EXERCISE
Go through the entries one line at a time, and gather every line that has the word "insufficient".

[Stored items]
☆ ☆ ☆ ☆ ☆ ☆ ☆
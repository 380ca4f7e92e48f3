//! The adaptive reasoning loop: analyze, execute, evaluate, escalate.

use serde_json::Value;
use std::sync::Arc;
use std::time::Instant;
use tokio::sync::Mutex;
use tracing::{info, warn};

use nexus_approval::{ApprovalManager, ApprovalRequest};
use nexus_llm::LlmProvider;
use nexus_tools::ToolRegistry;

use crate::conversation::Conversation;
use crate::error::{RuntimeError, RuntimeResult};
use crate::executor::{ExecutorConfig, ToolLoopExecutor};
use crate::observer::ExecutionObserver;
use crate::reasoning::analyzer::ComplexityAnalyzer;
use crate::reasoning::config::ReasoningConfig;
use crate::reasoning::evaluator::Evaluator;
use crate::reasoning::metrics::{ExecutionMetrics, MetricsCollector};
use crate::reasoning::planner::Planner;
use crate::reasoning::synthesizer::Synthesizer;
use crate::reasoning::types::{ComplexityAnalysis, ComplexityLevel, StrategyKind};
use crate::strategies::{
    DeepReasoningStrategy, DirectStrategy, ExecutionStrategy, LightPlanningStrategy,
};
use crate::tracker::ProgressTracker;

/// Orchestrates query execution with quality-driven escalation.
///
/// Per query: create a tracker, analyze complexity (unless a strategy
/// is forced), optionally have the user approve the analysis, execute
/// the selected strategy, evaluate the response's quality against the
/// strategy's threshold, and escalate `DIRECT -> LIGHT_PLANNING ->
/// DEEP_REASONING` while quality stays insufficient. Deep reasoning is
/// terminal: its result is returned even below threshold.
pub struct AdaptiveReasoningLoop {
    analyzer: ComplexityAnalyzer,
    evaluator: Arc<Evaluator>,
    approval: Option<Arc<ApprovalManager>>,
    config: ReasoningConfig,
    metrics: Arc<MetricsCollector>,
    conversation: Arc<Mutex<Conversation>>,
    registry: Arc<ToolRegistry>,
    direct: DirectStrategy,
    light: LightPlanningStrategy,
    deep: DeepReasoningStrategy,
}

impl std::fmt::Debug for AdaptiveReasoningLoop {
    fn fmt(&self, f: &mut std::fmt::Formatter<'_>) -> std::fmt::Result {
        f.debug_struct("AdaptiveReasoningLoop")
            .field("config", &self.config)
            .finish_non_exhaustive()
    }
}

impl AdaptiveReasoningLoop {
    /// Wire up the loop and all reasoning components.
    #[must_use]
    pub fn new(
        llm: Arc<dyn LlmProvider>,
        registry: Arc<ToolRegistry>,
        conversation: Arc<Mutex<Conversation>>,
        config: ReasoningConfig,
        approval: Option<Arc<ApprovalManager>>,
        metrics: Arc<MetricsCollector>,
    ) -> Self {
        let mut executor = ToolLoopExecutor::new(
            Arc::clone(&llm),
            Arc::clone(&registry),
            Arc::clone(&conversation),
            ExecutorConfig {
                max_tokens: config.answer_max_tokens,
                max_tool_rounds: config.max_tool_rounds,
            },
        );
        if let Some(approval) = &approval {
            executor = executor.with_approval(Arc::clone(approval));
        }
        let executor = Arc::new(executor);

        let planner = Arc::new(Planner::new(Arc::clone(&llm), config.clone()));
        let evaluator = Arc::new(Evaluator::new(Arc::clone(&llm)));
        let synthesizer = Arc::new(Synthesizer::new(Arc::clone(&llm)));

        Self {
            analyzer: ComplexityAnalyzer::new(Arc::clone(&llm)),
            evaluator: Arc::clone(&evaluator),
            approval,
            direct: DirectStrategy::new(Arc::clone(&executor)),
            light: LightPlanningStrategy::new(
                Arc::clone(&planner),
                Arc::clone(&synthesizer),
                Arc::clone(&registry),
                Arc::clone(&executor),
            ),
            deep: DeepReasoningStrategy::new(
                planner,
                Arc::clone(&evaluator),
                synthesizer,
                Arc::clone(&registry),
                executor,
                config.max_iterations,
            ),
            config,
            metrics: Arc::clone(&metrics),
            conversation,
            registry,
        }
    }

    /// The conversation state the loop reads and writes.
    #[must_use]
    pub fn conversation(&self) -> Arc<Mutex<Conversation>> {
        Arc::clone(&self.conversation)
    }

    /// The metrics collector.
    #[must_use]
    pub fn metrics(&self) -> Arc<MetricsCollector> {
        Arc::clone(&self.metrics)
    }

    /// Execute one query through the full adaptive cycle.
    ///
    /// # Errors
    ///
    /// Returns [`RuntimeError::Cancelled`] when the user rejects the
    /// analysis, and propagates LLM API failures from execution.
    pub async fn run(
        &self,
        query: &str,
        observer: &dyn ExecutionObserver,
    ) -> RuntimeResult<String> {
        let query_id = self.metrics.next_query_id();
        let started = Instant::now();
        let mut tracker = ProgressTracker::new();

        // Step 1: analysis (or the configured shortcut around it)
        let analysis = match self.config.force_strategy {
            Some(strategy) => {
                info!(strategy = %strategy, "Strategy forced by configuration");
                ComplexityAnalysis::assumed(strategy)
            },
            None => {
                let tool_names = self.registry.tool_names().await;
                self.analyzer.analyze(query, &tool_names, None).await
            },
        };

        // Step 2: optional user sign-off on the analysis
        let mut strategy = analysis.recommended_strategy;
        if let Some(override_strategy) = self.approve_analysis(query, &analysis).await? {
            strategy = override_strategy;
        }

        let initial_strategy = strategy;
        let mut escalation_count: u32 = 0;
        let mut iterations: u32 = 0;

        // Steps 3-7: execute, evaluate, escalate
        loop {
            info!(query_id, strategy = %strategy, "Executing strategy");
            let attempt_index = tracker.start_attempt(strategy);
            let attempt_started = Instant::now();

            let response = self
                .strategy_for(strategy)
                .execute(query, &analysis, &mut tracker, observer)
                .await?;
            iterations = iterations.saturating_add(1);

            let evaluation = self
                .evaluator
                .evaluate_response_quality(query, &response, strategy, Some(&analysis))
                .await;
            let quality = evaluation.confidence;
            let sufficient = evaluation.is_complete;
            let threshold = self.config.quality_threshold(strategy);

            tracker.insights.add_from_evaluation(&evaluation);
            tracker.complete_attempt(
                attempt_index,
                quality,
                evaluation,
                attempt_started.elapsed(),
            );

            let passed = sufficient && quality >= threshold;
            info!(
                query_id,
                strategy = %strategy,
                quality,
                threshold,
                passed,
                "Quality evaluation"
            );

            if passed {
                self.record(
                    query_id,
                    query,
                    initial_strategy,
                    strategy,
                    analysis.level,
                    started,
                    escalation_count,
                    quality,
                    iterations,
                );
                return Ok(response);
            }

            match strategy.next() {
                Some(next) => {
                    warn!(
                        query_id,
                        from = %strategy,
                        to = %next,
                        quality,
                        "Escalating after insufficient quality"
                    );
                    escalation_count = escalation_count.saturating_add(1);
                    strategy = next;
                },
                None => {
                    // Deep is terminal: accept its result regardless
                    warn!(query_id, quality, "Deep reasoning below threshold, accepting result");
                    self.record(
                        query_id,
                        query,
                        initial_strategy,
                        strategy,
                        analysis.level,
                        started,
                        escalation_count,
                        quality,
                        iterations,
                    );
                    return Ok(response);
                },
            }
        }
    }

    fn strategy_for(&self, kind: StrategyKind) -> &dyn ExecutionStrategy {
        match kind {
            StrategyKind::Direct => &self.direct,
            StrategyKind::LightPlanning => &self.light,
            StrategyKind::DeepReasoning => &self.deep,
        }
    }

    /// Ask the user to approve the analysis, when configured.
    ///
    /// Returns an optional strategy override. A denial aborts the
    /// query.
    async fn approve_analysis(
        &self,
        query: &str,
        analysis: &ComplexityAnalysis,
    ) -> RuntimeResult<Option<StrategyKind>> {
        let Some(approval) = &self.approval else {
            return Ok(None);
        };
        if !approval.config().require_query_analysis_approval {
            return Ok(None);
        }
        if approval.config().auto_approve_simple_queries && analysis.level == ComplexityLevel::Simple
        {
            return Ok(None);
        }

        let mut details = serde_json::Map::new();
        details.insert(
            "complexity_level".to_string(),
            Value::String(analysis.level.to_string()),
        );
        details.insert(
            "recommended_strategy".to_string(),
            Value::String(analysis.recommended_strategy.to_string()),
        );
        details.insert(
            "estimated_iterations".to_string(),
            Value::from(analysis.estimated_iterations),
        );
        details.insert("confidence".to_string(), Value::from(analysis.confidence));
        details.insert(
            "rationale".to_string(),
            Value::String(analysis.rationale.clone()),
        );

        let request = ApprovalRequest::query_analysis(
            format!("Execute with {}?", analysis.recommended_strategy),
            details,
        );
        let response = approval.request_approval(request).await?;

        if !response.approved {
            let reason = if response.is_cancelled() {
                "analysis approval cancelled".to_string()
            } else {
                "analysis rejected by user".to_string()
            };
            info!(query = %query.chars().take(50).collect::<String>(), reason, "Query aborted at analysis");
            return Err(RuntimeError::Cancelled { reason });
        }

        // An approval may still override the routing
        if response
            .metadata
            .get("use_reasoning")
            .and_then(Value::as_bool)
            == Some(false)
        {
            return Ok(Some(StrategyKind::Direct));
        }

        let override_strategy = response
            .metadata
            .get("selected_strategy")
            .and_then(Value::as_str)
            .and_then(StrategyKind::parse);
        Ok(override_strategy)
    }

    #[allow(clippy::too_many_arguments)]
    fn record(
        &self,
        query_id: u64,
        query: &str,
        initial_strategy: StrategyKind,
        final_strategy: StrategyKind,
        complexity_level: ComplexityLevel,
        started: Instant,
        escalation_count: u32,
        final_quality_score: f64,
        iterations: u32,
    ) {
        self.metrics.record_execution(ExecutionMetrics {
            query_id,
            timestamp: chrono::Utc::now(),
            query: query.chars().take(100).collect(),
            initial_strategy,
            final_strategy,
            complexity_level,
            execution_time: started.elapsed(),
            escalated: escalation_count > 0,
            escalation_count,
            final_quality_score,
            iterations,
            error: None,
        });
    }
}
//! Property-based tests for fingerprinting and pagination math.
//!
//! Uses proptest to generate arbitrary amounts, descriptions, and page
//! shapes and verify the normalization and envelope invariants hold for
//! all of them, not just the hand-picked cases.
//!
//! Run with: `cargo test --test proptest_fuzz`

use proptest::prelude::*;
use rust_decimal::Decimal;

use record_store::{fingerprint, Page, Record, RecordCategory, RecordDraft, RecordType};

// =============================================================================
// Strategies
// =============================================================================

fn record_type_strategy() -> impl Strategy<Value = RecordType> {
    prop_oneof![
        Just(RecordType::Deposit),
        Just(RecordType::Withdrawal),
        Just(RecordType::Transfer),
    ]
}

fn record_category_strategy() -> impl Strategy<Value = RecordCategory> {
    prop_oneof![
        Just(RecordCategory::Salary),
        Just(RecordCategory::Shopping),
        Just(RecordCategory::Food),
        Just(RecordCategory::Entertainment),
        Just(RecordCategory::Utilities),
        Just(RecordCategory::Healthcare),
        Just(RecordCategory::Transportation),
        Just(RecordCategory::Other),
    ]
}

/// Positive amounts with up to 6 fractional digits
fn amount_strategy() -> impl Strategy<Value = Decimal> {
    (1i64..1_000_000_000_000, 0u32..=6).prop_map(|(mantissa, scale)| Decimal::new(mantissa, scale))
}

fn description_strategy() -> impl Strategy<Value = Option<String>> {
    prop::option::of("[ a-zA-Z0-9/,.-]{0,60}")
}

// =============================================================================
// Fingerprint Properties
// =============================================================================

proptest! {
    /// The same inputs always produce the same fingerprint
    #[test]
    fn fingerprint_is_deterministic(
        amount in amount_strategy(),
        kind in record_type_strategy(),
        category in record_category_strategy(),
        description in description_strategy(),
    ) {
        let a = fingerprint::fingerprint(&amount, kind, category, description.as_deref());
        let b = fingerprint::fingerprint(&amount, kind, category, description.as_deref());
        prop_assert_eq!(a, b);
    }

    /// Rescaling an amount (appending trailing fractional zeros) never
    /// changes its fingerprint
    #[test]
    fn fingerprint_ignores_trailing_zeros(
        amount in amount_strategy(),
        kind in record_type_strategy(),
        category in record_category_strategy(),
        extra_scale in 1u32..=4,
    ) {
        let mut rescaled = amount;
        rescaled.rescale(amount.scale() + extra_scale);

        let a = fingerprint::fingerprint(&amount, kind, category, None);
        let b = fingerprint::fingerprint(&rescaled, kind, category, None);
        prop_assert_eq!(a, b);
    }

    /// Surrounding whitespace and letter case in the description never
    /// change the fingerprint
    #[test]
    fn fingerprint_ignores_description_noise(
        amount in amount_strategy(),
        kind in record_type_strategy(),
        category in record_category_strategy(),
        description in "[a-z0-9 ]{1,40}",
        left_pad in " {0,5}",
        right_pad in " {0,5}",
    ) {
        let noisy = format!("{left_pad}{}{right_pad}", description.to_uppercase());

        let a = fingerprint::fingerprint(&amount, kind, category, Some(&description));
        let b = fingerprint::fingerprint(&amount, kind, category, Some(&noisy));
        prop_assert_eq!(a, b);
    }

    /// Changing any business field changes the fingerprint segment layout:
    /// the fingerprint always has exactly four separator-delimited segments
    /// when the description carries no underscore
    #[test]
    fn fingerprint_has_four_segments(
        amount in amount_strategy(),
        kind in record_type_strategy(),
        category in record_category_strategy(),
        description in prop::option::of("[a-z ]{0,30}"),
    ) {
        let fp = fingerprint::fingerprint(&amount, kind, category, description.as_deref());
        prop_assert_eq!(fp.split('_').count(), 4);
    }
}

// =============================================================================
// Pagination Properties
// =============================================================================

proptest! {
    /// The envelope metadata is internally consistent for any shape
    #[test]
    fn page_envelope_invariants(
        page in 0usize..1000,
        size in 1usize..200,
        total in 0u64..100_000,
    ) {
        let envelope: Page<u32> = Page::of(vec![], page, size, total);

        // ceil division: enough pages to hold the total, never one extra
        prop_assert!(envelope.total_pages as u64 * size as u64 >= total);
        if envelope.total_pages > 0 {
            prop_assert!(((envelope.total_pages as u64 - 1) * size as u64) < total);
        }

        prop_assert_eq!(envelope.first, page == 0);
        prop_assert_eq!(
            envelope.last,
            envelope.total_pages == 0 || page + 1 >= envelope.total_pages
        );
    }
}

// =============================================================================
// Serde Round Trips
// =============================================================================

proptest! {
    /// A record survives JSON serialization for any field combination
    #[test]
    fn record_serde_round_trip(
        amount in amount_strategy(),
        kind in record_type_strategy(),
        category in record_category_strategy(),
        description in description_strategy(),
    ) {
        let record = Record::new(RecordDraft {
            amount,
            kind,
            category,
            description,
        });

        let json = serde_json::to_string(&record).unwrap();
        let back: Record = serde_json::from_str(&json).unwrap();
        prop_assert_eq!(back, record);
    }
}
//! Cache layer in front of the record store.
//!
//! Two independently configured caches: a single-record cache for get-by-id
//! and a short-lived page cache for list results. Cache presence never
//! changes the logical result of an operation, only its latency.

pub mod page_cache;
pub mod record_cache;

pub use page_cache::{PageCache, PageCacheStats};
pub use record_cache::{RecordCache, RecordCacheStats};
// Copyright (c) 2025-2026 Adrian Robinson. Licensed under the AGPL-3.0.
// See LICENSE file in the project root for full license text.

//! Canonical in-memory record store.
//!
//! The primary record map and the fingerprint index live inside a single
//! `RwLock`, so every mutation is one atomic section: the two structures can
//! never be observed out of step, and racing create/update/delete on a
//! colliding fingerprint or identifier have exactly one winner. Reads share
//! the read lock and see a consistent snapshot.

use std::collections::HashMap;

use async_trait::async_trait;
use parking_lot::RwLock;

use super::traits::RecordStore;
use crate::error::StoreError;
use crate::record::{Record, RecordDraft};

/// A record plus its insertion sequence.
///
/// The sequence is the list-ordering tiebreaker for records created at the
/// same instant; it never leaves the store.
struct StoredRecord {
    record: Record,
    seq: u64,
}

#[derive(Default)]
struct StoreInner {
    /// Primary set: id -> record
    records: HashMap<String, StoredRecord>,
    /// Secondary index: content fingerprint -> owning record id
    by_fingerprint: HashMap<String, String>,
    next_seq: u64,
}

/// Concurrent in-memory implementation of [`RecordStore`].
pub struct InMemoryStore {
    inner: RwLock<StoreInner>,
}

impl InMemoryStore {
    #[must_use]
    pub fn new() -> Self {
        Self {
            inner: RwLock::new(StoreInner::default()),
        }
    }

    /// Current record count
    #[must_use]
    pub fn len(&self) -> usize {
        self.inner.read().records.len()
    }

    /// Check if empty
    #[must_use]
    pub fn is_empty(&self) -> bool {
        self.inner.read().records.is_empty()
    }

    /// Drop all records and index entries (test setup helper)
    pub fn clear(&self) {
        let mut inner = self.inner.write();
        inner.records.clear();
        inner.by_fingerprint.clear();
    }
}

impl Default for InMemoryStore {
    fn default() -> Self {
        Self::new()
    }
}

#[async_trait]
impl RecordStore for InMemoryStore {
    async fn insert(&self, record: Record) -> Result<Record, StoreError> {
        let fingerprint = record.fingerprint();
        let mut inner = self.inner.write();

        if inner.by_fingerprint.contains_key(&fingerprint) {
            return Err(StoreError::Duplicate { fingerprint });
        }

        let seq = inner.next_seq;
        inner.next_seq += 1;
        inner.by_fingerprint.insert(fingerprint, record.id.clone());
        inner.records.insert(
            record.id.clone(),
            StoredRecord {
                record: record.clone(),
                seq,
            },
        );
        Ok(record)
    }

    async fn fetch(&self, id: &str) -> Result<Option<Record>, StoreError> {
        Ok(self.inner.read().records.get(id).map(|s| s.record.clone()))
    }

    async fn replace(&self, id: &str, draft: RecordDraft) -> Result<Record, StoreError> {
        let mut inner = self.inner.write();

        let (updated, old_fingerprint) = match inner.records.get(id) {
            Some(stored) => (stored.record.with_draft(draft), stored.record.fingerprint()),
            None => return Err(StoreError::NotFound { id: id.to_string() }),
        };

        let new_fingerprint = updated.fingerprint();
        if let Some(owner) = inner.by_fingerprint.get(&new_fingerprint) {
            // A record resubmitting its own content is not a collision.
            if owner != id {
                return Err(StoreError::Duplicate {
                    fingerprint: new_fingerprint,
                });
            }
        }

        inner.by_fingerprint.remove(&old_fingerprint);
        inner
            .by_fingerprint
            .insert(new_fingerprint, id.to_string());
        if let Some(stored) = inner.records.get_mut(id) {
            stored.record = updated.clone();
        }
        Ok(updated)
    }

    async fn remove(&self, id: &str) -> Result<(), StoreError> {
        let mut inner = self.inner.write();

        match inner.records.remove(id) {
            Some(stored) => {
                inner.by_fingerprint.remove(&stored.record.fingerprint());
                Ok(())
            }
            None => Err(StoreError::NotFound { id: id.to_string() }),
        }
    }

    async fn page(&self, offset: usize, limit: usize) -> Result<(Vec<Record>, u64), StoreError> {
        let inner = self.inner.read();

        let mut stored: Vec<&StoredRecord> = inner.records.values().collect();
        // Most recent first; same-instant creations fall back to insertion
        // order, newest first.
        stored.sort_by(|a, b| {
            b.record
                .timestamp
                .cmp(&a.record.timestamp)
                .then(b.seq.cmp(&a.seq))
        });

        let window = stored
            .into_iter()
            .skip(offset)
            .take(limit)
            .map(|s| s.record.clone())
            .collect();
        Ok((window, inner.records.len() as u64))
    }

    async fn count(&self) -> Result<u64, StoreError> {
        Ok(self.inner.read().records.len() as u64)
    }

    async fn fingerprint_owner(&self, fingerprint: &str) -> Result<Option<String>, StoreError> {
        Ok(self.inner.read().by_fingerprint.get(fingerprint).cloned())
    }
}
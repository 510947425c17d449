//! # Record Store
//!
//! A concurrent record-management core for structured financial records:
//! create, retrieve, list (paginated), update, and delete, with
//! content-duplicate rejection and a cache-aside layer.
//!
//! ## Architecture
//!
//! ```text
//! ┌─────────────────────────────────────────────────────────────┐
//! │                      RecordService                          │
//! │  • Operation surface: create/get/list/update/delete        │
//! │  • Explicit cache-aside calls on every path                 │
//! └─────────────────────────────────────────────────────────────┘
//!        │                                          │
//!        ▼ reads                                    ▼ reads
//! ┌──────────────────────┐              ┌──────────────────────┐
//! │    Record Cache      │              │     Page Cache       │
//! │  • key: record id    │              │  • key: (page, size) │
//! │  • LRU + 300s TTL    │              │  • FIFO + 60s TTL    │
//! │  • evict on delete   │              │  • clear on ANY write│
//! └──────────────────────┘              └──────────────────────┘
//!        │ miss                                     │ miss
//!        ▼                                          ▼
//! ┌─────────────────────────────────────────────────────────────┐
//! │                 RecordStore (InMemoryStore)                 │
//! │  • Primary map: id → record                                 │
//! │  • Fingerprint index: content key → id                      │
//! │  • Both behind one lock: one atomic section per mutation    │
//! └─────────────────────────────────────────────────────────────┘
//! ```
//!
//! Mutations go straight to the store (the duplicate check happens inside
//! its atomic section), then repopulate the record cache and invalidate the
//! page cache. Reads consult the relevant cache first and fall through to
//! the store on a miss.
//!
//! ## Quick Start
//!
//! ```rust
//! use record_store::{RecordService, RecordStoreConfig, RecordDraft, RecordType, RecordCategory};
//! use rust_decimal::Decimal;
//!
//! #[tokio::main]
//! async fn main() {
//!     let service = RecordService::new(RecordStoreConfig::default());
//!
//!     let record = service
//!         .create(RecordDraft {
//!             amount: Decimal::new(10050, 2), // 100.50
//!             kind: RecordType::Deposit,
//!             category: RecordCategory::Salary,
//!             description: Some("March payroll".into()),
//!         })
//!         .await
//!         .expect("create failed");
//!
//!     let page = service.list(0, 10).await.expect("list failed");
//!     assert_eq!(page.total_elements, 1);
//!
//!     service.delete(&record.id).await.expect("delete failed");
//! }
//! ```
//!
//! ## Duplicate Detection
//!
//! Two live records with the same observable content cannot coexist.
//! Content is compared by a normalized fingerprint — amount with trailing
//! fractional zeros stripped, type, category, and a trimmed lowercased
//! description — so `100.00` and `100.0` collide, as do `"Lunch"` and
//! `" lunch "`. See [`fingerprint`] for the exact rules.
//!
//! ## Modules
//!
//! - [`service`]: the [`RecordService`] operation surface
//! - [`storage`]: the [`RecordStore`] trait and in-memory implementation
//! - [`cache`]: single-record and list-page caches
//! - [`fingerprint`]: duplicate-detection normalization
//! - [`record`]: domain types
//! - [`page`]: pagination envelope
//! - [`config`]: tuning knobs
//! - [`metrics`]: `metrics`-crate instrumentation helpers

pub mod cache;
pub mod config;
pub mod error;
pub mod fingerprint;
pub mod metrics;
pub mod page;
pub mod record;
pub mod service;
pub mod storage;

pub use cache::{PageCacheStats, RecordCacheStats};
pub use config::RecordStoreConfig;
pub use error::StoreError;
pub use page::Page;
pub use record::{Record, RecordCategory, RecordDraft, RecordType};
pub use service::RecordService;
pub use storage::{InMemoryStore, RecordStore};
pub use crate::metrics::LatencyTimer;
☆ ☆ ☆ ☆ ☆ ☆ ☆
WRITTEN ANSWER
/// DEEP_REASONING` while quality stays insufficient. Deep reasoning is
                        "Escalating after insufficient quality"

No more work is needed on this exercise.